With the success of his novel The Red Rover, a London publisher proposed a total of $600 for each of two tales, one an American tale and the other a sea story (The Water Witch). Cooper's work began during his time in Switzerland in 1828. In May 1828, Cooper informed Charles Wilkes that he anticipated printing again, and by August, he had a book that was half completed. The novel was eventually completed in Florence, Italy.

Published first in London, the first American edition of Cooper's novel was published by Carey, Lea & Carey in Philadelphia during the same year. The American rights to the novel were sold for $3,000, payable in four installments from February through May 1830.

The title puzzled the public and did not satisfy them so it was only used in the United States. In England, it was called The Borderers; or, the Wept of Wish-ton-Wish, and in France, it went by The Puritans of America, or the Valley of Wish-ton-Wish. It has also appeared with the title The Heathcotes.

Shortly after its release, the work was adapted for theater in both the United States and England.
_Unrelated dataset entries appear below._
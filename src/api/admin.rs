//! Administrative endpoints

use axum::{Json, Router, extract::State, routing::get};
use serde_json::{Value, json};
use std::sync::Arc;

use super::{AdminUser, AppState};
use crate::error::AppError;

pub(super) fn routes() -> Router<Arc<AppState>> {
    Router::new().route("/api/admin/overview", get(overview))
}

async fn overview(
    State(state): State<Arc<AppState>>,
    AdminUser(admin): AdminUser,
) -> Result<Json<Value>, AppError> {
    let tables = state.db.table_counts()?;
    tracing::info!(user_id = admin.user_id, "Admin overview requested");
    Ok(Json(json!({
        "success": true,
        "data": {
            "tables": tables,
            "tokens": state.config.tokens.len(),
        },
    })))
}
//! Generated workbooks.
//!
//! A processing pass produces up to three [`OutputFile`]s, each an xlsx
//! workbook written in memory with rust_xlsxwriter.

pub mod format;

use rust_xlsxwriter::Workbook;
use serde::Serialize;
use std::fs;
use std::path::{Path, PathBuf};

use crate::config::{COLUMN_STYLE_FILE, FINAL_FILE, PLACEHOLDER_SHEET, ROW_STYLE_FILE};
use crate::error::ExportResult;
use crate::models::Table;

pub use format::{column_widths, write_table, SheetFormats, DATE_FORMAT, TIME_FORMAT};

/// Which of the three downloads a file is.
#[derive(Debug, Clone, Copy, PartialEq, Eq, Serialize)]
#[serde(rename_all = "camelCase")]
pub enum OutputKind {
    RowStyle,
    ColumnStyle,
    Final,
}

impl OutputKind {
    pub fn file_name(&self) -> &'static str {
        match self {
            OutputKind::RowStyle => ROW_STYLE_FILE,
            OutputKind::ColumnStyle => COLUMN_STYLE_FILE,
            OutputKind::Final => FINAL_FILE,
        }
    }

    /// Download button label.
    pub fn label(&self) -> &'static str {
        match self {
            OutputKind::RowStyle => "Download Row-Style Sheets",
            OutputKind::ColumnStyle => "Download Column-Style Sheets & Summary",
            OutputKind::Final => "Download Final Restructured File",
        }
    }
}

/// A finished workbook ready to be offered for download.
#[derive(Debug, Clone)]
pub struct OutputFile {
    pub kind: OutputKind,
    /// Sheet names in workbook order.
    pub sheet_names: Vec<String>,
    pub bytes: Vec<u8>,
}

impl OutputFile {
    /// Render `sheets` into an xlsx workbook.
    pub fn build(kind: OutputKind, sheets: &[(&str, &Table)]) -> ExportResult<Self> {
        let bytes = write_workbook(sheets)?;
        Ok(Self {
            kind,
            sheet_names: sheets.iter().map(|(name, _)| name.to_string()).collect(),
            bytes,
        })
    }

    pub fn file_name(&self) -> &'static str {
        self.kind.file_name()
    }

    /// Write the workbook into `dir` under its download name.
    pub fn write_to_dir(&self, dir: &Path) -> ExportResult<PathBuf> {
        fs::create_dir_all(dir)?;
        let path = dir.join(self.file_name());
        fs::write(&path, &self.bytes)?;
        Ok(path)
    }
}

/// Write named tables, in order, into an xlsx buffer.
///
/// An empty list still yields a valid workbook holding one blank sheet.
pub fn write_workbook(sheets: &[(&str, &Table)]) -> ExportResult<Vec<u8>> {
    let mut workbook = Workbook::new();
    let formats = SheetFormats::default();

    if sheets.is_empty() {
        workbook.add_worksheet().set_name(PLACEHOLDER_SHEET)?;
    }

    for (name, table) in sheets {
        let worksheet = workbook.add_worksheet();
        worksheet.set_name(*name)?;
        write_table(worksheet, name, table, &formats)?;
    }

    Ok(workbook.save_to_buffer()?)
}

#[cfg(test)]
mod tests {
    use super::*;
    use crate::models::CellValue;
    use crate::parser::SourceWorkbook;
    use chrono::NaiveDate;

    fn sample() -> Table {
        let mut t = Table::new(vec!["Name".into(), "Visit Date".into(), "Count".into()]);
        let visit = NaiveDate::from_ymd_opt(2023, 11, 20)
            .unwrap()
            .and_hms_opt(8, 15, 0)
            .unwrap();
        t.push_row(vec![
            CellValue::text("Aye"),
            CellValue::DateTime(visit),
            CellValue::Number(3.0),
        ]);
        t.push_row(vec![CellValue::text("Mya"), CellValue::Empty, CellValue::Bool(true)]);
        t
    }

    #[test]
    fn test_written_workbook_reads_back() {
        let table = sample();
        let bytes = write_workbook(&[("Summary", &table), ("Muse", &table)]).unwrap();

        let mut wb = SourceWorkbook::from_bytes(&bytes).unwrap();
        assert_eq!(wb.sheet_names(), &["Summary", "Muse"]);

        let back = wb.load_table("Muse").unwrap();
        assert_eq!(back.columns(), table.columns());
        assert_eq!(back.height(), 2);
        assert_eq!(back.cell(0, "Count"), Some(&CellValue::Number(3.0)));
        assert_eq!(back.cell(1, "Count"), Some(&CellValue::Bool(true)));
        // time of day is dropped, only the date is kept
        assert_eq!(back.cell(0, "Visit Date").unwrap().render(), "2023-11-20");
    }

    #[test]
    fn test_empty_workbook_has_placeholder_sheet() {
        let bytes = write_workbook(&[]).unwrap();
        let mut wb = SourceWorkbook::from_bytes(&bytes).unwrap();
        assert_eq!(wb.sheet_names(), &[PLACEHOLDER_SHEET]);
        assert_eq!(wb.load_table(PLACEHOLDER_SHEET).unwrap().width(), 0);
    }

    #[test]
    fn test_output_file_metadata() {
        let table = sample();
        let file = OutputFile::build(OutputKind::RowStyle, &[("Summary", &table)]).unwrap();
        assert_eq!(file.file_name(), "Row_Style_Sheets.xlsx");
        assert_eq!(file.sheet_names, vec!["Summary"]);
        assert!(!file.bytes.is_empty());
    }

    #[test]
    fn test_write_to_dir() {
        let dir = tempfile::tempdir().unwrap();
        let table = sample();
        let file = OutputFile::build(OutputKind::Final, &[("Kutkai", &table)]).unwrap();

        let path = file.write_to_dir(dir.path()).unwrap();
        assert_eq!(path.file_name().unwrap(), "Final_Restructured_Data.xlsx");
        assert_eq!(std::fs::read(path).unwrap(), file.bytes);
    }
}
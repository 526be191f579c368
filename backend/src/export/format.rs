//! Worksheet presentation: cell writing, date formats and column widths.

use chrono::{Datelike, Timelike};
use rust_xlsxwriter::{ExcelDateTime, Format, FormatBorder, Worksheet};

use crate::error::{ExportError, ExportResult};
use crate::models::{CellValue, Table};

/// Number format applied to date cells.
pub const DATE_FORMAT: &str = "yyyy-mm-dd";

/// Number format applied to time-of-day cells.
pub const TIME_FORMAT: &str = "hh:mm:ss";

/// Rendered width of a `YYYY-MM-DD` date.
pub const DATE_WIDTH: usize = 10;

/// Rendered width of an `hh:mm:ss` time.
pub const TIME_WIDTH: usize = 8;

/// Characters added to the widest entry of a column.
pub const WIDTH_PADDING: usize = 2;

const MAX_ROWS: usize = 1_048_576;
const MAX_COLUMNS: usize = 16_384;

/// Formats shared by every sheet of one workbook.
pub struct SheetFormats {
    pub header: Format,
    pub date: Format,
    pub time: Format,
}

impl Default for SheetFormats {
    fn default() -> Self {
        Self {
            header: Format::new().set_bold().set_border(FormatBorder::Thin),
            date: Format::new().set_num_format(DATE_FORMAT),
            time: Format::new().set_num_format(TIME_FORMAT),
        }
    }
}

/// Display width of a cell once written.
pub fn rendered_width(cell: &CellValue) -> usize {
    match cell {
        CellValue::DateTime(_) => DATE_WIDTH,
        CellValue::Time(_) => TIME_WIDTH,
        other => other.render().chars().count(),
    }
}

/// Width of each column: the header or the widest cell, plus padding.
pub fn column_widths(table: &Table) -> Vec<usize> {
    let mut widths: Vec<usize> = table
        .columns()
        .iter()
        .map(|name| name.chars().count() + WIDTH_PADDING)
        .collect();

    for row in table.rows() {
        for (col, cell) in row.iter().enumerate() {
            widths[col] = widths[col].max(rendered_width(cell) + WIDTH_PADDING);
        }
    }
    widths
}

/// Write a table (header row first) and size its columns.
pub fn write_table(
    worksheet: &mut Worksheet,
    sheet_name: &str,
    table: &Table,
    formats: &SheetFormats,
) -> ExportResult<()> {
    if table.height() + 1 > MAX_ROWS || table.width() > MAX_COLUMNS {
        return Err(ExportError::TooLarge {
            sheet: sheet_name.to_string(),
            message: format!("{} rows x {} columns", table.height(), table.width()),
        });
    }

    for (col, name) in table.columns().iter().enumerate() {
        worksheet.write_string_with_format(0, col as u16, name, &formats.header)?;
    }

    for (row_idx, row) in table.rows().iter().enumerate() {
        let row_num = (row_idx + 1) as u32;
        for (col, cell) in row.iter().enumerate() {
            write_cell(worksheet, row_num, col as u16, cell, formats)?;
        }
    }

    for (col, width) in column_widths(table).into_iter().enumerate() {
        worksheet.set_column_width(col as u16, width as f64)?;
    }

    Ok(())
}

fn write_cell(
    worksheet: &mut Worksheet,
    row: u32,
    col: u16,
    cell: &CellValue,
    formats: &SheetFormats,
) -> ExportResult<()> {
    match cell {
        CellValue::Empty => {}
        CellValue::Text(s) if s.is_empty() => {}
        CellValue::Text(s) | CellValue::Error(s) => {
            worksheet.write_string(row, col, s)?;
        }
        CellValue::Number(n) => {
            worksheet.write_number(row, col, *n)?;
        }
        CellValue::Bool(b) => {
            worksheet.write_boolean(row, col, *b)?;
        }
        CellValue::DateTime(dt) => {
            // Dates are written without their time of day
            let date = dt.date();
            match ExcelDateTime::from_ymd(date.year() as u16, date.month() as u8, date.day() as u8)
            {
                Ok(excel_date) => {
                    worksheet.write_datetime_with_format(row, col, &excel_date, &formats.date)?;
                }
                // Outside Excel's calendar (before 1900): keep the text
                Err(_) => {
                    worksheet.write_string(row, col, date.format("%Y-%m-%d").to_string())?;
                }
            }
        }
        CellValue::Time(time) => {
            let excel_time =
                ExcelDateTime::from_hms(time.hour() as u16, time.minute() as u8, time.second())?;
            worksheet.write_datetime_with_format(row, col, &excel_time, &formats.time)?;
        }
    }
    Ok(())
}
The 1830 The Water Witch succeeded the novel.

==Plot==
Captain Mark Heathcote, a devout Puritan and former militiaman, leaves colonial Massachusetts to establish a settlement in the Connecticut wilderness, where he and his family face frequent conflict with Native Americans, including the captured Narragansett youth Conanchet. Years later, during the violent King Philip's War, Heathcote's granddaughter Ruth reappears as the Indian chief's wife and mother of his child.